As an optional implementation, the multi-target detection apparatus further includes:

and the first splicing module is used for performing first splicing on the third fusion graph and a second feature graph output by the second residual error neural network to generate a first splicing graph, and taking the first splicing graph as the input of the second multi-scale feature fusion layer. For details, refer to the corresponding related description of the above method embodiments, and are not repeated herein.

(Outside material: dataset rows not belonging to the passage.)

//! Engine configuration
//!
//! The host process parses whatever on-disk or provider format it keeps and
//! hands the engine an already-decoded [`EngineConfig`]. Keys travel as
//! base64, the universal WireGuard convention. All validation happens here,
//! before any session work begins; a bad config never reaches the protocol
//! core.

use std::net::SocketAddr;

use base64::{engine::general_purpose::STANDARD as BASE64, Engine};
use ipnet::IpNet;
use serde::{Deserialize, Serialize};
use zeroize::Zeroize;

use crate::crypto::x25519;
use crate::error::ConfigError;

/// Default MTU for the virtual interface
pub const DEFAULT_MTU: u16 = 1420;

/// Default handshake-per-second budget before cookies are demanded
pub const DEFAULT_HANDSHAKE_RATE_LIMIT: u64 = 10;

/// Decode a base64 32-byte key
pub fn decode_key(value: &str, field: &str) -> Result<[u8; 32], ConfigError> {
    let bytes = BASE64.decode(value).map_err(|_| ConfigError::InvalidKey {
        field: field.to_string(),
    })?;
    bytes
        .try_into()
        .map_err(|v: Vec<u8>| ConfigError::InvalidKeyLength { got: v.len() })
}

/// Encode a 32-byte key as base64
pub fn encode_key(key: &[u8; 32]) -> String {
    BASE64.encode(key)
}

mod base64_key {
    use serde::{Deserialize, Deserializer, Serializer};

    pub fn serialize<S: Serializer>(key: &[u8; 32], s: S) -> Result<S::Ok, S::Error> {
        s.serialize_str(&super::encode_key(key))
    }

    pub fn deserialize<'de, D: Deserializer<'de>>(d: D) -> Result<[u8; 32], D::Error> {
        let value = String::deserialize(d)?;
        super::decode_key(&value, "key").map_err(serde::de::Error::custom)
    }
}

mod base64_key_opt {
    use serde::{Deserialize, Deserializer, Serializer};

    pub fn serialize<S: Serializer>(key: &Option<[u8; 32]>, s: S) -> Result<S::Ok, S::Error> {
        match key {
            Some(key) => s.serialize_some(&super::encode_key(key)),
            None => s.serialize_none(),
        }
    }

    pub fn deserialize<'de, D: Deserializer<'de>>(d: D) -> Result<Option<[u8; 32]>, D::Error> {
        match Option::<String>::deserialize(d)? {
            Some(value) => super::decode_key(&value, "key")
                .map(Some)
                .map_err(serde::de::Error::custom),
            None => Ok(None),
        }
    }
}

/// Own Curve25519 keypair, immutable after load
pub struct StaticKeyPair {
    private: [u8; 32],
    public: [u8; 32],
}

impl Drop for StaticKeyPair {
    fn drop(&mut self) {
        self.private.zeroize();
    }
}

impl StaticKeyPair {
    pub fn from_private(private: [u8; 32]) -> Result<Self, ConfigError> {
        let public = x25519::public_key(&private);
        if !x25519::is_valid_public_key(&public) {
            return Err(ConfigError::InvalidKey {
                field: "private_key".to_string(),
            });
        }
        Ok(Self { private, public })
    }

    pub fn generate() -> Self {
        let (private, public) = x25519::generate_keypair();
        Self { private, public }
    }

    pub fn private(&self) -> &[u8; 32] {
        &self.private
    }

    pub fn public(&self) -> &[u8; 32] {
        &self.public
    }
}

/// One configured peer
#[derive(Debug, Clone, Serialize, Deserialize)]
pub struct PeerConfig {
    /// Peer's static public key
    #[serde(with = "base64_key")]
    pub public_key: [u8; 32],

    /// Optional pre-shared symmetric key
    #[serde(default, with = "base64_key_opt", skip_serializing_if = "Option::is_none")]
    pub preshared_key: Option<[u8; 32]>,

    /// IP prefixes this peer may source and receive traffic for
    pub allowed_ips: Vec<IpNet>,

    /// Last known endpoint, updated on roaming
    #[serde(default, skip_serializing_if = "Option::is_none")]
    pub endpoint: Option<SocketAddr>,

    /// Persistent keepalive interval in seconds
    #[serde(default, skip_serializing_if = "Option::is_none")]
    pub persistent_keepalive: Option<u16>,
}

/// Complete engine configuration as handed over by the host
#[derive(Serialize, Deserialize)]
pub struct EngineConfig {
    /// Own static private key
    #[serde(with = "base64_key")]
    pub private_key: [u8; 32],

    /// UDP port the datagram transport listens on
    #[serde(default, skip_serializing_if = "Option::is_none")]
    pub listen_port: Option<u16>,

    /// Virtual interface MTU
    #[serde(default = "default_mtu")]
    pub mtu: u16,

    /// Configured peers
    pub peers: Vec<PeerConfig>,

    /// Handshake initiations per second before cookie replies kick in
    #[serde(default = "default_rate_limit")]
    pub handshake_rate_limit: u64,
}

fn default_mtu() -> u16 {
    DEFAULT_MTU
}

fn default_rate_limit() -> u64 {
    DEFAULT_HANDSHAKE_RATE_LIMIT
}

impl Drop for EngineConfig {
    fn drop(&mut self) {
        self.private_key.zeroize();
    }
}

impl EngineConfig {
    /// Validate the whole configuration; configuration-fatal errors surface
    /// here and nowhere later
    pub fn validate(&self) -> Result<StaticKeyPair, ConfigError> {
        let keypair = StaticKeyPair::from_private(self.private_key)?;

        if self.mtu < 576 || self.mtu > 65435 {
            return Err(ConfigError::InvalidMtu { mtu: self.mtu });
        }

        if self.peers.is_empty() {
            return Err(ConfigError::MissingField {
                field: "peers".to_string(),
            });
        }

        let mut seen = std::collections::HashSet::new();
        for peer in &self.peers {
            let key = encode_key(&peer.public_key);

            if !x25519::is_valid_public_key(&peer.public_key) {
                return Err(ConfigError::InvalidKey {
                    field: format!("peer public key {key}"),
                });
            }
            if peer.public_key == *keypair.public() {
                return Err(ConfigError::InvalidKey {
                    field: format!("peer public key {key} is our own"),
                });
            }
            if !seen.insert(peer.public_key) {
                return Err(ConfigError::DuplicatePeer { key });
            }
            if peer.allowed_ips.is_empty() {
                return Err(ConfigError::NoAllowedIps { key });
            }
            if peer.persistent_keepalive == Some(0) {
                return Err(ConfigError::InvalidKeepalive { seconds: 0 });
            }
        }

        Ok(keypair)
    }
}

#[cfg(test)]
mod tests {
    use super::*;

    fn sample_config() -> EngineConfig {
        let (_, peer_public) = x25519::generate_keypair();
        let (private, _) = x25519::generate_keypair();
        EngineConfig {
            private_key: private,
            listen_port: Some(51820),
            mtu: DEFAULT_MTU,
            peers: vec![PeerConfig {
                public_key: peer_public,
                preshared_key: None,
                allowed_ips: vec!["10.0.0.0/24".parse().unwrap()],
                endpoint: None,
                persistent_keepalive: Some(25),
            }],
            handshake_rate_limit: DEFAULT_HANDSHAKE_RATE_LIMIT,
        }
    }

    #[test]
    fn test_valid_config_passes() {
        let config = sample_config();
        let keypair = config.validate().unwrap();
        assert_eq!(*keypair.public(), x25519::public_key(&config.private_key));
    }

    #[test]
    fn test_duplicate_peer_rejected() {
        let mut config = sample_config();
        config.peers.push(config.peers[0].clone());
        assert!(matches!(
            config.validate(),
            Err(ConfigError::DuplicatePeer { .. })
        ));
    }

    #[test]
    fn test_peer_without_allowed_ips_rejected() {
        let mut config = sample_config();
        config.peers[0].allowed_ips.clear();
        assert!(matches!(
            config.validate(),
            Err(ConfigError::NoAllowedIps { .. })
        ));
    }

    #[test]
    fn test_bad_mtu_rejected() {
        let mut config = sample_config();
        config.mtu = 100;
        assert!(matches!(config.validate(), Err(ConfigError::InvalidMtu { .. })));
    }

    #[test]
    fn test_zero_keepalive_rejected() {
        let mut config = sample_config();
        config.peers[0].persistent_keepalive = Some(0);
        assert!(matches!(
            config.validate(),
            Err(ConfigError::InvalidKeepalive { .. })
        ));
    }

    #[test]
    fn test_json_roundtrip() {
        // The host hands the engine a decoded saved configuration; JSON is
        // the representative interchange form
        let config = sample_config();
        let json = serde_json::to_string(&config).unwrap();
        let parsed: EngineConfig = serde_json::from_str(&json).unwrap();

        assert_eq!(parsed.private_key, config.private_key);
        assert_eq!(parsed.peers.len(), 1);
        assert_eq!(parsed.peers[0].allowed_ips, config.peers[0].allowed_ips);
        assert_eq!(parsed.peers[0].persistent_keepalive, Some(25));
    }

    #[test]
    fn test_key_codec() {
        let key = [7u8; 32];
        assert_eq!(decode_key(&encode_key(&key), "k").unwrap(), key);
        assert!(decode_key("not base64!!!", "k").is_err());
        assert!(matches!(
            decode_key(&BASE64.encode([0u8; 16]), "k"),
            Err(ConfigError::InvalidKeyLength { got: 16 })
        ));
    }
}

and the second splicing module is used for performing second splicing on the second fusion graph and the first feature graph output by the first residual error neural network to generate a second splicing graph, and taking the second splicing graph as the input of the first multi-scale feature fusion layer. For details, refer to the corresponding related description of the above method embodiments, and are not repeated herein.

As an optional implementation, the merging module 23 includes:

and the first conversion submodule is used for converting the first prediction position and the first prediction category into a first matrix through a matrix conversion algorithm. For details, refer to the corresponding related description of the above method embodiments, and are not repeated herein.

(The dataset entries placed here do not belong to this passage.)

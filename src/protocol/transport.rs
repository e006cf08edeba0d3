//! Data-packet sealing and the anti-replay window
//!
//! ChaCha20-Poly1305 under the session keys, nonce taken from the 64-bit
//! packet counter. The replay window is an RFC 6479 style word-ring bitmap
//! sized to the protocol default of 2^13 entries.

use zeroize::Zeroize;

use crate::crypto::aead;
use crate::error::{CryptoError, ProtocolError, WirecoreError};
use crate::protocol::messages::TransportHeader;

/// Counter ceiling: sessions are hard-expired here.
/// REJECT_AFTER_MESSAGES = 2^64 - 2^13 - 1
pub const REJECT_AFTER_MESSAGES: u64 = u64::MAX - 8192;

/// Send counter at which a rekey is initiated (2^60)
pub const REKEY_AFTER_MESSAGES: u64 = 1 << 60;

/// Replay window bitmap size in counters (2^13)
pub const REPLAY_WINDOW_SIZE: u64 = 8192;

const WORD_BITS: u64 = 64;
const WORDS: usize = (REPLAY_WINDOW_SIZE / WORD_BITS) as usize;

/// Sliding anti-replay window
///
/// Bits live in a ring of 64-bit words indexed by counter. Advancing the top
/// clears the words it crosses, so the usable depth is the bitmap minus the
/// word in progress. Each counter is accepted at most once; counters below
/// the window floor are rejected outright.
#[derive(Clone)]
pub struct ReplayWindow {
    /// One past the highest accepted counter
    next: u64,
    bitmap: [u64; WORDS],
}

impl Default for ReplayWindow {
    fn default() -> Self {
        Self::new()
    }
}

impl std::fmt::Debug for ReplayWindow {
    fn fmt(&self, f: &mut std::fmt::Formatter<'_>) -> std::fmt::Result {
        f.debug_struct("ReplayWindow").field("next", &self.next).finish()
    }
}

impl ReplayWindow {
    pub fn new() -> Self {
        Self {
            next: 0,
            bitmap: [0u64; WORDS],
        }
    }

    fn bit(counter: u64) -> (usize, u64) {
        let word = ((counter / WORD_BITS) % WORDS as u64) as usize;
        (word, 1u64 << (counter % WORD_BITS))
    }

    /// Accept `counter` if it has not been seen and is inside the window,
    /// marking it as seen
    pub fn check_and_update(&mut self, counter: u64) -> Result<(), ProtocolError> {
        if counter >= self.next {
            // Advance the top, clearing every word the jump crosses
            let cur_word = if self.next == 0 { 0 } else { (self.next - 1) / WORD_BITS };
            let new_word = counter / WORD_BITS;
            let crossed = new_word - cur_word;
            if crossed >= WORDS as u64 {
                self.bitmap = [0u64; WORDS];
            } else {
                for i in 1..=crossed {
                    self.bitmap[((cur_word + i) % WORDS as u64) as usize] = 0;
                }
            }
            let (word, bit) = Self::bit(counter);
            self.bitmap[word] |= bit;
            self.next = counter + 1;
            return Ok(());
        }

        if self.next - counter > REPLAY_WINDOW_SIZE - WORD_BITS {
            return Err(ProtocolError::CounterOutOfWindow { counter });
        }

        let (word, bit) = Self::bit(counter);
        if self.bitmap[word] & bit != 0 {
            return Err(ProtocolError::ReplayDetected { counter });
        }
        self.bitmap[word] |= bit;
        Ok(())
    }

    /// Whether `counter` would currently be accepted, without marking it
    pub fn would_accept(&self, counter: u64) -> bool {
        if counter >= self.next {
            return true;
        }
        if self.next - counter > REPLAY_WINDOW_SIZE - WORD_BITS {
            return false;
        }
        let (word, bit) = Self::bit(counter);
        self.bitmap[word] & bit == 0
    }
}

/// Per-session transport state: keys, send counter, replay window
pub struct SessionTransport {
    sending_key: [u8; 32],
    receiving_key: [u8; 32],
    sending_counter: u64,
    replay_window: ReplayWindow,
}

impl Drop for SessionTransport {
    fn drop(&mut self) {
        self.sending_key.zeroize();
        self.receiving_key.zeroize();
    }
}

impl SessionTransport {
    pub fn new(sending_key: [u8; 32], receiving_key: [u8; 32]) -> Self {
        Self {
            sending_key,
            receiving_key,
            sending_counter: 0,
            replay_window: ReplayWindow::new(),
        }
    }

    /// Seal a plaintext packet into a complete transport message
    ///
    /// Fails with `SessionExpired` once the counter ceiling is reached; the
    /// session layer must then withhold traffic until a fresh handshake.
    pub fn seal(
        &mut self,
        receiver_index: u32,
        plaintext: &[u8],
    ) -> Result<Vec<u8>, WirecoreError> {
        if self.sending_counter >= REJECT_AFTER_MESSAGES {
            return Err(ProtocolError::SessionExpired.into());
        }
        let counter = self.sending_counter;
        self.sending_counter += 1;

        let ciphertext = aead::seal(&self.sending_key, counter, plaintext, &[])?;
        Ok(TransportHeader::build_message(receiver_index, counter, &ciphertext))
    }

    /// Open a transport message, enforcing the replay window
    pub fn open(&mut self, packet: &[u8]) -> Result<Vec<u8>, WirecoreError> {
        let header = TransportHeader::from_bytes(packet)?;
        if header.counter >= REJECT_AFTER_MESSAGES {
            return Err(ProtocolError::SessionExpired.into());
        }

        let ciphertext = TransportHeader::payload(packet);
        if ciphertext.len() < aead::TAG_LEN {
            return Err(CryptoError::Decryption.into());
        }

        // Authenticate before the window is touched so forged counters
        // cannot disturb it
        let plaintext = aead::open(&self.receiving_key, header.counter, ciphertext, &[])?;
        self.replay_window.check_and_update(header.counter)?;

        Ok(plaintext)
    }

    /// Current send counter (for rekey-after-messages checks)
    pub fn sending_counter(&self) -> u64 {
        self.sending_counter
    }

    /// Whether the send counter calls for a proactive rekey
    pub fn needs_rekey_by_counter(&self) -> bool {
        self.sending_counter >= REKEY_AFTER_MESSAGES
    }
}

And the second conversion sub-module is used for converting the second prediction position and the second prediction category into a second matrix through a matrix transformation algorithm. For details, refer to the corresponding related description of the above method embodiments, and are not repeated herein.

And the third conversion sub-module is used for converting the third prediction position and the third prediction category into a third matrix through a matrix transformation algorithm. For details, refer to the corresponding related description of the above method embodiments, and are not repeated herein.

And the merging submodule is used for merging the first matrix, the second matrix and the third matrix into a target matrix. For details, refer to the corresponding related description of the above method embodiments, and are not repeated herein.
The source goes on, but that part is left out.